The commercial benefit of implementing electrospinning in the meat processing sector is highly dependent on its economic relevance, accuracy, customer acceptance, and consideration of particular legislation governing the implementation of this technology as recently discussed for nanotechnology [27]. In this light, the present review intends to discuss the application of electrospinning process in the meat industry by (i) providing a comprehensive overview on processing, formulation, characterization, and types of electrospun fibres currently developed, (ii) critically discussing the role of electrospun fibres in meat processing, preservation and safety, and (iii) addressing research gaps and challenges that could result in a new paradigm for the meat industry.

2. Strategies of Electrospinning Process

Electrospinning is a low-cost and high-efficiency electrohydrodynamic processing for producing micron, submicron, or ultrathin and nanoscale electrospun polymers [28]. Electrospun fibres have a low density, large porosity, and variable pore size as mats [17,39]. Furthermore, the flexibility to change their thickness, length, area-to-volume ratio, surface chemistry, and composition allows us to tailor their properties to fit specific purposes. Electrospinning has been utilized for a range of food applications through playing different roles such as (i) food processing; (ii) transport and controlled release of bioactive substances; (iii) detecting pathogens and increasing food safety; and (iv) the development of packaging systems able to increase the shelf life and improve food safety and quality.

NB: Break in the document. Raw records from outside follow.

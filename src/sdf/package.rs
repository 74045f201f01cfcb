//! `.usdz` packages.
//!
//! A package is an uncompressed zip archive with 64-byte aligned entries.
//! The first entry is the root layer; the rest are the files referenced by
//! asset-valued attributes and by external reference or payload arcs.

use std::fs::{self, File};
use std::io::{Read, Write};
use std::path::{Component, Path, PathBuf};

use tracing::{debug, info};
use zip::write::SimpleFileOptions;
use zip::{CompressionMethod, ZipArchive, ZipWriter};

use super::layer::{extension, FileFormat, Layer};
use super::spec::Specifier;
use super::stage::Stage;
use super::value::Value;
use crate::util::{Error, Result};

/// Entry alignment inside the archive.
pub const ALIGNMENT: u16 = 64;

/// Directory for assets that live outside the layer's directory.
pub const ASSET_DIR: &str = "assets";

/// Packaging constraints.
#[derive(Clone, Copy, Debug, Default, PartialEq, Eq)]
pub enum PackageProfile {
    #[default]
    Standard,
    /// Flattened single layer, binary encoded.
    AppleArKit,
}

/// Flatten composition into a new layer.
///
/// Every active, defined prim becomes a `def` spec carrying its composed
/// type, metadata and attributes. References, payloads and variants are
/// baked in; inactive prims are dropped.
pub fn flatten(stage: &Stage) -> Layer {
    let mut out = Layer::create_anonymous("flattened");
    out.metadata = stage.layer().metadata.clone();
    for prim in stage.traverse() {
        let attributes = stage.attributes(&prim.path);
        let spec = out.ensure_prim(&prim.path, Specifier::Def);
        spec.specifier = Specifier::Def;
        spec.type_name = prim.type_name;
        spec.metadata = prim.metadata;
        spec.attributes = attributes;
    }
    out
}

/// Archive entry name for an asset, rewriting `asset` when the file lives
/// outside the layer's directory.
fn archive_name(asset: &mut String, base_dir: &Path) -> Option<(String, PathBuf)> {
    if asset.is_empty() {
        return None;
    }
    let rel = Path::new(asset.as_str());
    let source = if rel.is_absolute() {
        rel.to_path_buf()
    } else {
        base_dir.join(rel)
    };
    if !source.is_file() {
        debug!("Skipping missing asset {}", source.display());
        return None;
    }
    let inside = !rel.is_absolute()
        && rel
            .components()
            .all(|c| matches!(c, Component::Normal(_) | Component::CurDir));
    let name = if inside {
        rel.components()
            .filter_map(|c| match c {
                Component::Normal(s) => Some(s.to_string_lossy().to_string()),
                _ => None,
            })
            .collect::<Vec<_>>()
            .join("/")
    } else {
        let file_name = source
            .file_name()
            .map(|n| n.to_string_lossy().to_string())
            .unwrap_or_else(|| "asset".to_string());
        let name = format!("{}/{}", ASSET_DIR, file_name);
        *asset = name.clone();
        name
    };
    Some((name, source))
}

/// Collect asset files referenced by `layer`, rewriting outside paths.
fn collect_assets(layer: &mut Layer, base_dir: &Path) -> Vec<(String, PathBuf)> {
    let mut assets: Vec<(String, PathBuf)> = Vec::new();
    let mut add = |asset: &mut String| {
        if let Some((name, source)) = archive_name(asset, base_dir) {
            if !assets.iter().any(|(n, _)| *n == name) {
                assets.push((name, source));
            }
        }
    };
    layer.pseudo_root.for_each_value_mut(&mut |value| {
        if let Value::Asset(asset) = value {
            add(asset);
        }
    });
    layer.pseudo_root.for_each_arc_mut(&mut |arc| add(&mut arc.asset_path));
    assets
}

/// Force a name onto the binary extension.
fn binary_name(name: &str) -> String {
    let path = Path::new(name);
    path.with_extension(extension::CRATE)
        .to_string_lossy()
        .to_string()
}

/// Bundle the layer at `layer_path` and its assets into `package_path`.
///
/// `first_layer_name` names the root layer entry; its extension picks the
/// encoding. The ARKit profile flattens first and always writes binary.
pub fn create_package(
    layer_path: &Path,
    package_path: &Path,
    first_layer_name: &str,
    profile: PackageProfile,
) -> Result<()> {
    info!(
        "Packaging {} into {}",
        layer_path.display(),
        package_path.display()
    );
    let layer = Layer::open(layer_path)?;
    let (mut root, first_layer_name) = match profile {
        PackageProfile::Standard => (layer, first_layer_name.to_string()),
        PackageProfile::AppleArKit => (flatten(&Stage::new(layer)), binary_name(first_layer_name)),
    };

    let base_dir = layer_path.parent().map(Path::to_path_buf).unwrap_or_default();
    let assets = collect_assets(&mut root, &base_dir);
    let bytes = root.to_bytes(FileFormat::from_path(Path::new(&first_layer_name))?)?;

    let options = SimpleFileOptions::default()
        .compression_method(CompressionMethod::Stored)
        .with_alignment(ALIGNMENT);
    let mut zip = ZipWriter::new(File::create(package_path)?);
    zip.start_file(first_layer_name.as_str(), options)?;
    zip.write_all(&bytes)?;
    for (name, source) in &assets {
        debug!("Adding {} as {}", source.display(), name);
        let data = fs::read(source)?;
        zip.start_file(name.as_str(), options)?;
        zip.write_all(&data)?;
    }
    zip.finish()?;
    Ok(())
}

/// Entry names of a package in archive order.
pub fn package_entries(package_path: &Path) -> Result<Vec<String>> {
    let mut archive = ZipArchive::new(File::open(package_path)?)?;
    let mut names = Vec::with_capacity(archive.len());
    for i in 0..archive.len() {
        names.push(archive.by_index(i)?.name().to_string());
    }
    Ok(names)
}

/// Read the root layer of a package. Returns its entry name and the layer.
pub fn open_package(package_path: &Path) -> Result<(String, Layer)> {
    let mut archive = ZipArchive::new(File::open(package_path)?)?;
    if archive.len() == 0 {
        return Err(Error::invalid(format!(
            "package {} has no entries",
            package_path.display()
        )));
    }
    let mut entry = archive.by_index(0)?;
    let name = entry.name().to_string();
    let mut bytes = Vec::new();
    entry.read_to_end(&mut bytes)?;
    let layer = Layer::from_bytes(&bytes, FileFormat::from_path(Path::new(&name))?)?;
    Ok((name, layer))
}

#[cfg(test)]
mod tests {
    use super::*;
    use crate::sdf::path::SdfPath;
    use crate::sdf::spec::Reference;
    use crate::sdf::value::TimeCode;

    fn p(s: &str) -> SdfPath {
        SdfPath::new(s).unwrap()
    }

    #[test]
    fn test_package_with_assets() {
        let dir = tempfile::tempdir().unwrap();
        let outside = tempfile::tempdir().unwrap();
        fs::create_dir_all(dir.path().join("tex")).unwrap();
        fs::write(dir.path().join("tex/a.png"), b"png-a").unwrap();
        let far = outside.path().join("b.png");
        fs::write(&far, b"png-b").unwrap();

        let layer_path = dir.path().join("tmp-layer.usdc");
        let mut stage = Stage::new(Layer::create_new(&layer_path).unwrap());
        stage.define_prim(&p("/root"), "Xform").unwrap();
        stage
            .set_attribute(&p("/root"), "near", Value::Asset("tex/a.png".into()), TimeCode::Default)
            .unwrap();
        stage
            .set_attribute(
                &p("/root"),
                "far",
                Value::Asset(far.to_string_lossy().to_string()),
                TimeCode::Default,
            )
            .unwrap();
        stage.set_default_prim("root");
        stage.save().unwrap();

        let package = dir.path().join("scene.usdz");
        create_package(&layer_path, &package, "scene.usdc", PackageProfile::Standard).unwrap();

        let entries = package_entries(&package).unwrap();
        assert_eq!(entries[0], "scene.usdc");
        assert!(entries.contains(&"tex/a.png".to_string()));
        assert!(entries.contains(&"assets/b.png".to_string()));

        let (name, layer) = open_package(&package).unwrap();
        assert_eq!(name, "scene.usdc");
        assert_eq!(layer.metadata.default_prim.as_deref(), Some("root"));
        let stage = Stage::new(layer);
        assert_eq!(
            stage.attribute_value(&p("/root"), "far", TimeCode::Default),
            Some(Value::Asset("assets/b.png".into()))
        );
    }

    #[test]
    fn test_package_bundles_referenced_layers() {
        let dir = tempfile::tempdir().unwrap();
        let outside = tempfile::tempdir().unwrap();
        fs::write(dir.path().join("set.usda"), b"#usda 1.0\n").unwrap();
        let far = outside.path().join("props.usda");
        fs::write(&far, b"#usda 1.0\n").unwrap();

        let layer_path = dir.path().join("tmp-layer.usdc");
        let mut stage = Stage::new(Layer::create_new(&layer_path).unwrap());
        stage.define_prim(&p("/asset/setShape"), "").unwrap();
        stage
            .add_reference(
                &p("/asset/setShape"),
                Reference { asset_path: "set.usda".into(), prim_path: SdfPath::empty() },
                false,
            )
            .unwrap();
        stage.define_prim(&p("/asset/props"), "").unwrap();
        stage
            .add_reference(
                &p("/asset/props"),
                Reference {
                    asset_path: far.to_string_lossy().to_string(),
                    prim_path: SdfPath::empty(),
                },
                true,
            )
            .unwrap();
        stage.save().unwrap();

        let package = dir.path().join("asset.usdz");
        create_package(&layer_path, &package, "asset.usdc", PackageProfile::Standard).unwrap();

        let entries = package_entries(&package).unwrap();
        assert_eq!(entries, vec!["asset.usdc", "set.usda", "assets/props.usda"]);

        let (_, layer) = open_package(&package).unwrap();
        let props = layer.prim_at_path(&p("/asset/props")).unwrap();
        assert_eq!(props.payloads[0].asset_path, "assets/props.usda");
        let set = layer.prim_at_path(&p("/asset/setShape")).unwrap();
        assert_eq!(set.references[0].asset_path, "set.usda");
        assert!(set.references[0].prim_path.is_empty());
    }

    #[test]
    fn test_arkit_flattens() {
        let dir = tempfile::tempdir().unwrap();
        let layer_path = dir.path().join("tmp.usda");
        let mut stage = Stage::new(Layer::create_new(&layer_path).unwrap());
        stage.define_prim(&p("/base/cube"), "Mesh").unwrap();
        stage.define_prim(&p("/model"), "Xform").unwrap();
        stage.add_internal_reference(&p("/model"), &p("/base")).unwrap();
        stage.set_active(&p("/base"), false).unwrap();
        stage.set_active(&p("/model"), true).unwrap();
        stage.save().unwrap();

        let package = dir.path().join("out.usdz");
        create_package(&layer_path, &package, "out.usda", PackageProfile::AppleArKit).unwrap();
        let (name, layer) = open_package(&package).unwrap();
        assert_eq!(name, "out.usdc");
        assert_eq!(layer.root_prim_names(), vec!["model".to_string()]);
        let cube = layer.prim_at_path(&p("/model/cube")).unwrap();
        assert_eq!(cube.type_name, "Mesh");
        assert!(layer.prim_at_path(&p("/model")).unwrap().references.is_empty());
    }
}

An electrospinning process consists of a grounded collector (to collect the electrospun fibres) positioned at 10 to 30 cm of a spinneret tip, such as a metallic needle or capillary tube (to withdraw the polymer solution), connected to a high-voltage power supply (5–30 kV), which generates a high electric field (typically 1–5 kV cm−1) between the needle and collector. The polymer solution is infused through the tip by an infusion pump pressing a syringe piston or tubing to hold the solubilized or melted polymer [28]. Electrospun fibres are formed by the high-voltage electric field on the surface of polymer solution droplets, causing a liquid jet to be ejected through a spinneret [40]. A high voltage induces free charges in the polymer solution in the capillary distorting the hemispherical surface of the droplet into a conical shape (i.e., Taylor cone) near the tip of the capillary. This occurs mainly thanks to two significant electrostatic forces (the electrostatic repulsion of similar charges and the Coulombic force of the external electric field) [41]. A charged polymer jet is released from the tip of the Taylor cone once the electrostatic force has counteracted the surface tension. The unevenly distributed charges generate whipping or bending motion of the jet as it is propelled towards the collector. As a result of the elongation of the jet and the quick evaporation of the solvent, solid polymer fibres are collected as a randomly or oriented electrospun mat on the grounded collector [42,43].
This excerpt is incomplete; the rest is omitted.